WildGoose would not be WildGoose without presenting me with an album that has at least one song on it that arrives at me from left field and takes my breath away. Here, that song is something called “The Sailor's Prayer,” written by formerly New York-based, but recently moved to Florida, Rod MacDonald. Golly, I can see this becoming a standard on the UK Folk scene.
WildGoose are also true to form in providing very legible and classy liner notes. However, supremo Doug Bailey has taken his eye off the ball slightly by allowing “a cappella” to be misspelled in the notes on the MacDonald song. It strikes me, given the nature of the WildGoose catalogue, that this is the ONE term that should always be properly spelt!
Yes, a cheap shot from me, I know. For we can all make simple spelling errors, me included.
But Doug will perhaps be a little concerned that when, visited by a non-folkie friend when that very song was playing, I was asked if it was Lynne Heraud or Sylvia Needham who was singing harmony.
I replied that I thought it was the latter, but to be sure, my friend should look up the credits inside the back page of the liner notes. And guess what?
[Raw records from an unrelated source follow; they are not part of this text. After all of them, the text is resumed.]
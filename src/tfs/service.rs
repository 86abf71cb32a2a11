//! Session manager: connection lifecycle plus the cached, retried, time-boxed
//! queries for work items, pull requests and code reviews.

use futures::future::try_join_all;
use std::future::Future;
use std::sync::Arc;
use std::time::Duration;
use tokio_util::sync::CancellationToken;

use crate::cache::{CacheLayer, CacheStore};
use crate::retry::RetryPolicy;

use super::api_types::{fields, ApiWorkItem};
use super::client::{Connector, RemoteApiClient, SourceControl, WorkItemTracking};
use super::error::{RemoteError, TfsError};
use super::types::{
  CodeReview, ConnectionResult, Credentials, PullRequest, WorkItem, DEFAULT_SERVER_VERSION,
  UNKNOWN_USER,
};

/// Cache keys, one per entity bucket
pub const WORK_ITEMS_KEY: &str = "assigned_work_items";
pub const PULL_REQUESTS_KEY: &str = "assigned_pull_requests";
pub const CODE_REVIEWS_KEY: &str = "assigned_code_reviews";

/// Deadline for a single fetch operation, retries included
pub const FETCH_TIMEOUT: Duration = Duration::from_secs(30);

const OP_WORK_ITEMS: &str = "GetAssignedWorkItems";
const OP_PULL_REQUESTS: &str = "GetPullRequests";
const OP_CODE_REVIEWS: &str = "GetCodeReviews";

const WORK_ITEMS_WIQL: &str = "\
SELECT [System.Id], [System.Title], [System.WorkItemType], [System.State],
       [System.AssignedTo], [System.CreatedDate], [System.ChangedDate]
FROM WorkItems
WHERE [System.AssignedTo] = @Me
  AND [System.WorkItemType] <> 'DevNotes'
  AND [System.WorkItemType] <> 'Code Review Response'
  AND [System.WorkItemType] <> 'Code Review Request'
ORDER BY [System.ChangedDate] DESC";

const CODE_REVIEWS_WIQL: &str = "\
SELECT [System.Id], [System.Title], [System.WorkItemType], [System.State],
       [System.AssignedTo], [System.CreatedDate], [System.ChangedDate]
FROM WorkItems
WHERE [System.WorkItemType] = 'Code Review Response'
  AND [System.AssignedTo] = @Me
ORDER BY [System.ChangedDate] DESC";

const CONNECTION_TEST_WIQL: &str =
  "SELECT [System.Id] FROM WorkItems WHERE [System.WorkItemType] <> '' ORDER BY [System.Id] DESC";

const WORK_ITEM_FIELDS: &[&str] = &[
  fields::ID,
  fields::TITLE,
  fields::WORK_ITEM_TYPE,
  fields::STATE,
  fields::ASSIGNED_TO,
  fields::CREATED_DATE,
  fields::CHANGED_DATE,
  fields::PRIORITY,
  fields::AREA_PATH,
  fields::ITERATION_PATH,
];

const CODE_REVIEW_FIELDS: &[&str] = &[
  fields::ID,
  fields::TITLE,
  fields::WORK_ITEM_TYPE,
  fields::STATE,
  fields::ASSIGNED_TO,
  fields::CREATED_DATE,
  fields::CHANGED_DATE,
  fields::TEAM_PROJECT,
  fields::AREA_PATH,
];

/// State held while connected.
struct Session {
  client: RemoteApiClient,
  server_url: String,
  current_user: String,
}

/// Owns the connection to one server and serves cached query results.
///
/// `connect`/`disconnect` take `&mut self`; the fetch operations take `&self`
/// and can run concurrently against the shared cache.
pub struct SessionManager<S: CacheStore> {
  connector: Arc<dyn Connector>,
  cache: CacheLayer<S>,
  retry: RetryPolicy,
  session: Option<Session>,
}

impl<S: CacheStore> SessionManager<S> {
  pub fn new(connector: Arc<dyn Connector>, cache: Arc<S>) -> Self {
    Self {
      connector,
      cache: CacheLayer::new(cache),
      retry: RetryPolicy::tfs_default(),
      session: None,
    }
  }

  pub fn is_connected(&self) -> bool {
    self
      .session
      .as_ref()
      .is_some_and(|s| s.client.is_connected())
  }

  /// Display name of the authenticated user while connected.
  pub fn current_user(&self) -> Option<&str> {
    self.session.as_ref().map(|s| s.current_user.as_str())
  }

  pub fn server_url(&self) -> Option<&str> {
    self.session.as_ref().map(|s| s.server_url.as_str())
  }

  /// The cache shared with callers (e.g. for manual refresh).
  pub fn cache(&self) -> &Arc<S> {
    self.cache.storage()
  }

  /// Connect to the server described by `credentials`.
  ///
  /// Never returns an error: every failure ends up in the result, and a
  /// failed attempt leaves the manager disconnected.
  pub async fn connect(
    &mut self,
    credentials: Credentials,
    cancel: &CancellationToken,
  ) -> ConnectionResult {
    let server_url = credentials.server_url.trim().trim_end_matches('/').to_string();
    if server_url.is_empty() {
      return ConnectionResult::failure("Server URL is required");
    }

    // Whatever was cached may belong to another identity
    self.disconnect();

    let Some(auth) = credentials.auth_material() else {
      return ConnectionResult::failure("No valid authentication method provided");
    };

    let mut client = RemoteApiClient::new(Arc::clone(&self.connector));
    if let Err(e) = client.connect(&server_url, &auth, cancel).await {
      client.dispose();
      tracing::error!(server_url = %server_url, error = %e, "Connection failed");
      return ConnectionResult::failure(format!("Connection failed: {}", e));
    }

    let current_user = client
      .authorized_identity()
      .unwrap_or_else(|| UNKNOWN_USER.to_string());
    let server_version = client
      .server_version()
      .unwrap_or_else(|| DEFAULT_SERVER_VERSION.to_string());

    tracing::info!(server_url = %server_url, user = %current_user, "Connected");

    self.session = Some(Session {
      client,
      server_url,
      current_user: current_user.clone(),
    });

    ConnectionResult::success(server_version, current_user)
  }

  /// Check the live connection with a one-row query.
  pub async fn test_connection(&self, cancel: &CancellationToken) -> ConnectionResult {
    let Some(session) = self.session.as_ref().filter(|s| s.client.is_connected()) else {
      return ConnectionResult::failure("Not connected");
    };
    let Some(wit) = session.client.work_item_client() else {
      return ConnectionResult::failure("Work item client not available");
    };

    let outcome = tokio::select! {
      biased;
      _ = cancel.cancelled() => Err(RemoteError::Cancelled),
      result = tokio::time::timeout(FETCH_TIMEOUT, wit.query_by_wiql(CONNECTION_TEST_WIQL, Some(1))) => {
        result.unwrap_or_else(|_| Err(RemoteError::Network("request timed out".to_string())))
      }
    };

    match outcome {
      Ok(_) => ConnectionResult::success(
        session
          .client
          .server_version()
          .unwrap_or_else(|| DEFAULT_SERVER_VERSION.to_string()),
        session.current_user.clone(),
      ),
      Err(e) => ConnectionResult::failure(format!("Connection test failed: {}", e)),
    }
  }

  /// Drop the connection and everything fetched through it.
  pub fn disconnect(&mut self) {
    if let Some(mut session) = self.session.take() {
      session.client.dispose();
      tracing::info!(server_url = %session.server_url, "Disconnected");
    }
    if let Err(e) = self.cache().clear() {
      tracing::warn!(error = %e, "Failed to clear cache on disconnect");
    }
  }

  /// Work items assigned to the current user, most recently changed first.
  pub async fn get_assigned_work_items(
    &self,
    cancel: &CancellationToken,
  ) -> Result<Vec<WorkItem>, TfsError> {
    self
      .cache
      .fetch_list(WORK_ITEMS_KEY, || async {
        let session = self.require_session(OP_WORK_ITEMS)?;
        let wit = work_item_client(session, OP_WORK_ITEMS)?;
        self
          .bounded(OP_WORK_ITEMS, session, cancel, async {
            let items = self
              .query_work_items(&wit, WORK_ITEMS_WIQL, WORK_ITEM_FIELDS)
              .await
              .map_err(|e| remote_failure(OP_WORK_ITEMS, session, "work items", e))?;
            Ok(
              items
                .into_iter()
                .map(|item| item.into_work_item(&session.server_url))
                .collect(),
            )
          })
          .await
      })
      .await
  }

  /// Active pull requests where the current user is a reviewer.
  ///
  /// Walks every repository on the server; there is no cap.
  pub async fn get_pull_requests(
    &self,
    cancel: &CancellationToken,
  ) -> Result<Vec<PullRequest>, TfsError> {
    self
      .cache
      .fetch_list(PULL_REQUESTS_KEY, || async {
        let session = self.require_session(OP_PULL_REQUESTS)?;
        let git = session
          .client
          .source_control_client()
          .ok_or(TfsError::ClientUnavailable {
            operation: OP_PULL_REQUESTS,
            client: "Git",
          })?;
        self
          .bounded(OP_PULL_REQUESTS, session, cancel, async {
            self
              .retry
              .execute(|| reviewed_pull_requests(git.as_ref(), session))
              .await
              .map_err(|e| remote_failure(OP_PULL_REQUESTS, session, "pull requests", e))
          })
          .await
      })
      .await
  }

  /// Code review responses assigned to the current user.
  pub async fn get_code_reviews(
    &self,
    cancel: &CancellationToken,
  ) -> Result<Vec<CodeReview>, TfsError> {
    self
      .cache
      .fetch_list(CODE_REVIEWS_KEY, || async {
        let session = self.require_session(OP_CODE_REVIEWS)?;
        let wit = work_item_client(session, OP_CODE_REVIEWS)?;
        self
          .bounded(OP_CODE_REVIEWS, session, cancel, async {
            let items = self
              .query_work_items(&wit, CODE_REVIEWS_WIQL, CODE_REVIEW_FIELDS)
              .await
              .map_err(|e| remote_failure(OP_CODE_REVIEWS, session, "code reviews", e))?;
            Ok(
              items
                .into_iter()
                .map(|item| item.into_code_review(&session.server_url))
                .collect(),
            )
          })
          .await
      })
      .await
  }

  fn require_session(&self, operation: &'static str) -> Result<&Session, TfsError> {
    self
      .session
      .as_ref()
      .filter(|s| s.client.is_connected())
      .ok_or(TfsError::NotConnected { operation })
  }

  /// Run `work` under the fetch deadline, linked with the caller's token.
  async fn bounded<T>(
    &self,
    operation: &'static str,
    session: &Session,
    cancel: &CancellationToken,
    work: impl Future<Output = Result<T, TfsError>>,
  ) -> Result<T, TfsError> {
    tokio::select! {
      biased;
      _ = cancel.cancelled() => Err(TfsError::Cancelled { operation }),
      result = tokio::time::timeout(FETCH_TIMEOUT, work) => match result {
        Ok(result) => result,
        Err(_) => {
          tracing::warn!(
            operation,
            server_url = %session.server_url,
            timeout_secs = FETCH_TIMEOUT.as_secs(),
            "Request timed out"
          );
          Err(TfsError::Timeout {
            operation,
            server_url: session.server_url.clone(),
            timeout: FETCH_TIMEOUT,
          })
        }
      },
    }
  }

  /// WIQL query, then a batch fetch of `fields` for the matched ids, each
  /// step retried on its own. Results keep the query's order.
  async fn query_work_items(
    &self,
    wit: &Arc<dyn WorkItemTracking>,
    wiql: &str,
    fields: &[&str],
  ) -> Result<Vec<ApiWorkItem>, RemoteError> {
    let ids = self.retry.execute(|| wit.query_by_wiql(wiql, None)).await?;
    if ids.is_empty() {
      return Ok(Vec::new());
    }

    let mut fetched = self
      .retry
      .execute(|| wit.get_work_items(&ids, fields))
      .await?;

    let position = |id: u64| ids.iter().position(|&i| i == id).unwrap_or(usize::MAX);
    fetched.sort_by_key(|item| position(item.id));
    Ok(fetched)
  }
}

fn work_item_client(
  session: &Session,
  operation: &'static str,
) -> Result<Arc<dyn WorkItemTracking>, TfsError> {
  session
    .client
    .work_item_client()
    .ok_or(TfsError::ClientUnavailable {
      operation,
      client: "Work item",
    })
}

async fn reviewed_pull_requests(
  git: &dyn SourceControl,
  session: &Session,
) -> Result<Vec<PullRequest>, RemoteError> {
  let repositories = git.get_repositories().await?;
  let per_repository = try_join_all(
    repositories
      .iter()
      .map(|repo| git.get_active_pull_requests(&repo.id)),
  )
  .await?;

  Ok(
    repositories
      .iter()
      .zip(per_repository)
      .flat_map(|(repo, prs)| {
        prs
          .into_iter()
          .filter(|pr| pr.has_reviewer(&session.current_user))
          .map(move |pr| pr.into_pull_request(repo, &session.server_url))
      })
      .collect(),
  )
}

fn remote_failure(
  operation: &'static str,
  session: &Session,
  what: &'static str,
  source: RemoteError,
) -> TfsError {
  tracing::error!(
    operation,
    server_url = %session.server_url,
    error = %source,
    "Failed to retrieve {}",
    what
  );
  TfsError::Remote {
    operation,
    server_url: session.server_url.clone(),
    what,
    source,
  }
}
Nobody is credited for track 10 vocal harmony!
Okay, the liner notes earlier do give the clue that it is indeed Sylvia, but Doug will be anxious to ensure that this blip in his usual 100% professional presentation will not recur.
But talking of “recurring”: I can only hope that there are many more visits to the recording studios for KK, for he has never been in better voice and never has his concertina playing been more accomplished.